#### Exercise objective:
Go through the listing and copy each line with the string "crate".

#### Dataset records:
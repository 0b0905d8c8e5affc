//! Byte stream over an exec channel or a remote file handle.

use std::fmt;
use std::io;
use std::pin::Pin;
use std::task::{Context, Poll};

use tokio::io::{AsyncRead, AsyncReadExt, AsyncWrite, AsyncWriteExt, ReadBuf};

use crate::ssh::transport::RemoteIo;

/// A forward-only byte stream owned by the caller.
///
/// Reading yields the remote command's stdout (or the file content). The
/// stream is not rewound or resumed; drain it and [`close`](Self::close) it
/// when done.
pub struct RemoteStream {
    inner: Box<dyn RemoteIo>,
}

impl RemoteStream {
    pub(crate) fn new(inner: Box<dyn RemoteIo>) -> Self {
        Self { inner }
    }

    /// Read until end of stream.
    pub async fn drain(&mut self) -> io::Result<Vec<u8>> {
        let mut output = Vec::with_capacity(4096);
        self.inner.read_to_end(&mut output).await?;
        Ok(output)
    }

    /// Read until end of stream, decoding invalid UTF-8 lossily.
    pub async fn drain_to_string(&mut self) -> io::Result<String> {
        let output = self.drain().await?;
        Ok(String::from_utf8_lossy(&output).into_owned())
    }

    /// Shut down the stream, releasing the remote channel.
    pub async fn close(mut self) -> io::Result<()> {
        self.inner.shutdown().await
    }
}

impl fmt::Debug for RemoteStream {
    fn fmt(&self, f: &mut fmt::Formatter<'_>) -> fmt::Result {
        f.debug_struct("RemoteStream").finish_non_exhaustive()
    }
}

impl AsyncRead for RemoteStream {
    fn poll_read(
        mut self: Pin<&mut Self>,
        cx: &mut Context<'_>,
        buf: &mut ReadBuf<'_>,
    ) -> Poll<io::Result<()>> {
        Pin::new(&mut self.inner).poll_read(cx, buf)
    }
}

impl AsyncWrite for RemoteStream {
    fn poll_write(
        mut self: Pin<&mut Self>,
        cx: &mut Context<'_>,
        buf: &[u8],
    ) -> Poll<io::Result<usize>> {
        Pin::new(&mut self.inner).poll_write(cx, buf)
    }

    fn poll_flush(mut self: Pin<&mut Self>, cx: &mut Context<'_>) -> Poll<io::Result<()>> {
        Pin::new(&mut self.inner).poll_flush(cx)
    }

    fn poll_shutdown(mut self: Pin<&mut Self>, cx: &mut Context<'_>) -> Poll<io::Result<()>> {
        Pin::new(&mut self.inner).poll_shutdown(cx)
    }
}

#### Final answer:
use crate::ssh::transport::RemoteIo;
    pub(crate) fn new(inner: Box<dyn RemoteIo>) -> Self {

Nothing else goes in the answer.